Jay: That’s right. That’s right. The last couple of questions are, first, what are some things that you yourself personally are working on, or maybe your businesses, throughout the rest of the year, or maybe into 2018, that you’re super excited about and want to share? And finally, where can people find you, follow you, and connect with you?
Pejman: Sure. One of the most exciting times for me is that we’ve taken everything we were talking about at VIP Motoring, and we’ve created two websites to help people understand how to turn liabilities like watches and cars into assets anywhere in the world. It’s called ExoticCarHacks.com, and it’s called WatchConspiracy.com. Those are two sites we’ve created where they’re ultimately newer versions, similar to Secret Entourage but focused specifically on exotic cars and watches and luxury watches and how to leverage those in your portfolio as well as ultimately to enjoy. I’m sure you’re a watch guy and car guy yourself.
Jay: That’s awesome.
Pejman: So we teach people how to leverage these things instead of lose money on them. Those are the projects I’m working on. They’ve grown tremendously. We’ve worked on them for the past nine months. They’re almost as influential as Secret Entourage, which has been around for eight years, in such a short time.

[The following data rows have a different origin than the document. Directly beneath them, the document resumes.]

// Copyright 2026 Element Creations Ltd.
//
// SPDX-License-Identifier: AGPL-3.0-only OR LicenseRef-Element-Commercial
// Please see LICENSE files in the repository root for full details.

use std::time::Duration;

use chrono::{DateTime, Utc};
use schemars::JsonSchema;
use serde::{Deserialize, Serialize};
use serde_with::serde_as;
use sweeper_data_model::Collection;

use super::ConfigurationSection;
use crate::util::field_error;

/// Upper bound on the batch size, which keeps the `DELETE` statement within
/// the limits of the query parameters
pub const MAX_BATCH_SIZE: usize = 10_000;

fn default_kind() -> String {
    "TASK".to_owned()
}

fn default_batch_size() -> usize {
    1000
}

const fn default_max_retries() -> u32 {
    3
}

const fn default_initial_delay_ms() -> u64 {
    500
}

const fn default_max_delay_ms() -> u64 {
    30_000
}

const fn default_backoff_multiplier() -> f64 {
    2.0
}

/// How transient storage failures are retried
#[derive(Debug, Clone, PartialEq, Serialize, Deserialize, JsonSchema)]
pub struct RetryConfig {
    /// How many times a failed batch is retried. Set to 0 to disable retries.
    #[serde(default = "default_max_retries")]
    pub max_retries: u32,

    /// Delay before the first retry, in milliseconds
    #[serde(default = "default_initial_delay_ms")]
    pub initial_delay_ms: u64,

    /// Upper bound on the delay between two attempts, in milliseconds
    #[serde(default = "default_max_delay_ms")]
    pub max_delay_ms: u64,

    /// Factor applied to the delay after each failed attempt
    #[serde(default = "default_backoff_multiplier")]
    #[schemars(range(min = 1.0))]
    pub backoff_multiplier: f64,
}

impl Default for RetryConfig {
    fn default() -> Self {
        Self {
            max_retries: default_max_retries(),
            initial_delay_ms: default_initial_delay_ms(),
            max_delay_ms: default_max_delay_ms(),
            backoff_multiplier: default_backoff_multiplier(),
        }
    }
}

impl RetryConfig {
    /// Delay before the first retry
    #[must_use]
    pub fn initial_delay(&self) -> Duration {
        Duration::from_millis(self.initial_delay_ms)
    }

    /// Upper bound on the delay between two attempts
    #[must_use]
    pub fn max_delay(&self) -> Duration {
        Duration::from_millis(self.max_delay_ms)
    }

    fn is_default(&self) -> bool {
        *self == Self::default()
    }
}

/// Which records to delete, and how fast
#[serde_as]
#[derive(Debug, Clone, Serialize, Deserialize, JsonSchema)]
pub struct RetentionConfig {
    /// Kind of the records to delete
    #[serde(default = "default_kind")]
    pub kind: String,

    /// Collection to delete from. Defaults to the event log.
    #[serde(default)]
    pub collection: Collection,

    /// Records with a timestamp at or before this instant are deleted
    ///
    /// This must not be specified if `older_than` is specified.
    #[serde(default, skip_serializing_if = "Option::is_none")]
    pub cutoff_timestamp: Option<DateTime<Utc>>,

    /// Records older than this many seconds are deleted. The cutoff is
    /// computed once, when the run starts.
    ///
    /// This must not be specified if `cutoff_timestamp` is specified.
    #[schemars(with = "Option<u64>")]
    #[serde(default, skip_serializing_if = "Option::is_none")]
    #[serde_as(as = "Option<serde_with::DurationSeconds<u64>>")]
    pub older_than: Option<Duration>,

    /// Maximum number of records fetched and deleted at once
    #[serde(default = "default_batch_size")]
    #[schemars(range(min = 1, max = 10_000))]
    pub batch_size: usize,

    /// Stop after deleting this many records. Unlimited if not set.
    #[serde(default, skip_serializing_if = "Option::is_none")]
    pub max_total: Option<usize>,

    /// Pause between two batches, in milliseconds
    #[serde(default)]
    pub delay_ms: u64,

    /// How transient storage failures are retried
    #[serde(default, skip_serializing_if = "RetryConfig::is_default")]
    pub retry: RetryConfig,
}

impl Default for RetentionConfig {
    fn default() -> Self {
        Self {
            kind: default_kind(),
            collection: Collection::default(),
            cutoff_timestamp: None,
            older_than: None,
            batch_size: default_batch_size(),
            max_total: None,
            delay_ms: 0,
            retry: RetryConfig::default(),
        }
    }
}

impl RetentionConfig {
    /// Pause between two batches
    #[must_use]
    pub fn delay(&self) -> Duration {
        Duration::from_millis(self.delay_ms)
    }

    /// The inclusive upper bound on record timestamps, relative to `now` if
    /// the retention window is relative
    ///
    /// Returns `None` if neither `cutoff_timestamp` nor `older_than` is set.
    #[must_use]
    pub fn cutoff(&self, now: DateTime<Utc>) -> Option<DateTime<Utc>> {
        if let Some(cutoff) = self.cutoff_timestamp {
            return Some(cutoff);
        }

        let older_than = chrono::Duration::from_std(self.older_than?).ok()?;
        now.checked_sub_signed(older_than)
    }
}

impl ConfigurationSection for RetentionConfig {
    const PATH: Option<&'static str> = Some("retention");

    fn validate(
        &self,
        figment: &figment::Figment,
    ) -> Result<(), Box<dyn std::error::Error + Send + Sync + 'static>> {
        let error =
            |field, message: String| Err(field_error::<Self>(figment, field, message).into());

        if self.kind.trim().is_empty() {
            return error("kind", "must not be empty".to_owned());
        }

        if self.cutoff_timestamp.is_some() && self.older_than.is_some() {
            return error(
                "cutoff_timestamp",
                "cutoff_timestamp must not be specified if older_than is specified".to_owned(),
            );
        }

        if !(1..=MAX_BATCH_SIZE).contains(&self.batch_size) {
            return error(
                "batch_size",
                format!("must be between 1 and {MAX_BATCH_SIZE}"),
            );
        }

        if !self.retry.backoff_multiplier.is_finite() || self.retry.backoff_multiplier < 1.0 {
            return error(
                "retry",
                "backoff_multiplier must be a number greater or equal to 1".to_owned(),
            );
        }

        if self.retry.initial_delay_ms > self.retry.max_delay_ms {
            return error(
                "retry",
                "initial_delay_ms must not be greater than max_delay_ms".to_owned(),
            );
        }

        Ok(())
    }
}

#[cfg(test)]
mod tests {
    use chrono::TimeZone;
    use figment::{
        Figment, Jail,
        providers::{Env, Format, Yaml},
    };

    use super::*;
    use crate::ConfigurationSectionExt;

    #[test]
    fn load_config() {
        Jail::expect_with(|jail| {
            jail.create_file(
                "config.yaml",
                r"
                    retention:
                      kind: TASK
                      collection: old_tasks
                      cutoff_timestamp: '2016-05-04T00:00:00Z'
                      batch_size: 500
                      max_total: 500000
                      delay_ms: 250
                      retry:
                        max_retries: 5
                ",
            )?;

            let figment = Figment::new().merge(Yaml::file("config.yaml"));
            let config = RetentionConfig::extract(&figment).unwrap();

            let cutoff = Utc.with_ymd_and_hms(2016, 5, 4, 0, 0, 0).unwrap();
            assert_eq!(config.kind, "TASK");
            assert_eq!(config.collection, Collection::OldTasks);
            let now = Utc.with_ymd_and_hms(2022, 1, 16, 14, 40, 0).unwrap();
            assert_eq!(config.cutoff(now), Some(cutoff));
            assert_eq!(config.batch_size, 500);
            assert_eq!(config.max_total, Some(500_000));
            assert_eq!(config.delay(), Duration::from_millis(250));
            assert_eq!(config.retry.max_retries, 5);
            assert_eq!(config.retry.initial_delay(), Duration::from_millis(500));

            Ok(())
        });
    }

    #[test]
    fn load_defaults() {
        Jail::expect_with(|_jail| {
            let config = RetentionConfig::extract_or_default(&Figment::new()).unwrap();

            assert_eq!(config.kind, "TASK");
            assert_eq!(config.collection, Collection::EventLog);
            assert_eq!(config.batch_size, 1000);
            assert_eq!(config.max_total, None);
            assert_eq!(config.delay(), Duration::ZERO);
            assert_eq!(config.retry, RetryConfig::default());
            let now = Utc.with_ymd_and_hms(2022, 1, 16, 14, 40, 0).unwrap();
            assert_eq!(config.cutoff(now), None);

            Ok(())
        });
    }

    #[test]
    fn relative_cutoff() {
        Jail::expect_with(|jail| {
            jail.create_file(
                "config.yaml",
                r"
                    retention:
                      older_than: 86400
                ",
            )?;

            let figment = Figment::new().merge(Yaml::file("config.yaml"));
            let config = RetentionConfig::extract(&figment).unwrap();

            let now = Utc.with_ymd_and_hms(2022, 1, 16, 14, 40, 0).unwrap();
            let expected = Utc.with_ymd_and_hms(2022, 1, 15, 14, 40, 0).unwrap();
            assert_eq!(config.cutoff(now), Some(expected));

            Ok(())
        });
    }

    #[test]
    fn environment_overrides() {
        Jail::expect_with(|jail| {
            jail.create_file(
                "config.yaml",
                r"
                    retention:
                      older_than: 3600
                      batch_size: 100
                ",
            )?;
            jail.set_env("SWEEPER_RETENTION__BATCH_SIZE", "250");

            let figment = Figment::new()
                .merge(Yaml::file("config.yaml"))
                .merge(Env::prefixed("SWEEPER_").split("__"));
            let config = RetentionConfig::extract(&figment).unwrap();

            assert_eq!(config.batch_size, 250);

            Ok(())
        });
    }

    #[test]
    fn reject_both_cutoffs() {
        Jail::expect_with(|jail| {
            jail.create_file(
                "config.yaml",
                r"
                    retention:
                      cutoff_timestamp: '2016-05-04T00:00:00Z'
                      older_than: 3600
                ",
            )?;

            let figment = Figment::new().merge(Yaml::file("config.yaml"));
            let error = RetentionConfig::extract(&figment).unwrap_err();
            assert!(
                error
                    .to_string()
                    .contains("must not be specified if older_than is specified")
            );

            Ok(())
        });
    }

    #[test]
    fn reject_invalid_batch_size() {
        Jail::expect_with(|jail| {
            jail.create_file(
                "config.yaml",
                r"
                    retention:
                      older_than: 3600
                      batch_size: 0
                ",
            )?;

            let figment = Figment::new().merge(Yaml::file("config.yaml"));
            assert!(RetentionConfig::extract(&figment).is_err());

            jail.create_file(
                "config.yaml",
                r"
                    retention:
                      older_than: 3600
                      batch_size: 10001
                ",
            )?;

            let figment = Figment::new().merge(Yaml::file("config.yaml"));
            assert!(RetentionConfig::extract(&figment).is_err());

            Ok(())
        });
    }

    #[test]
    fn reject_empty_kind() {
        Jail::expect_with(|jail| {
            jail.create_file(
                "config.yaml",
                r#"
                    retention:
                      kind: "  "
                      older_than: 3600
                "#,
            )?;

            let figment = Figment::new().merge(Yaml::file("config.yaml"));
            assert!(RetentionConfig::extract(&figment).is_err());

            Ok(())
        });
    }
}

And the best place to follow me is obviously on Instagram. I’m @ICreateMillionaires on Instagram and obviously on Facebook as well with my first and last name. People can search for me. I’m very reachable. So feel free to follow @SecretEntourage or @ICreateMillionaires.
And if you have a question, if you’re listening to this and are excited about getting into entrepreneurship but are still finding yourself puzzled or confused, reach out to me any time. I’m happy to take a moment and walk you through what you can do to find more success in life.
Jay: That’s awesome. Thank you so much. As soon as we get off I’m going over the Watch Conspiracy because I’m dying to learn more about that. Thanks so much for your time, Pejman. It’s been awesome catching up and hearing your insights. We really appreciate it.
Pejman: Hey, thank you again for having me on the show.
Jay: Alright. Take care. We’ll talk soon.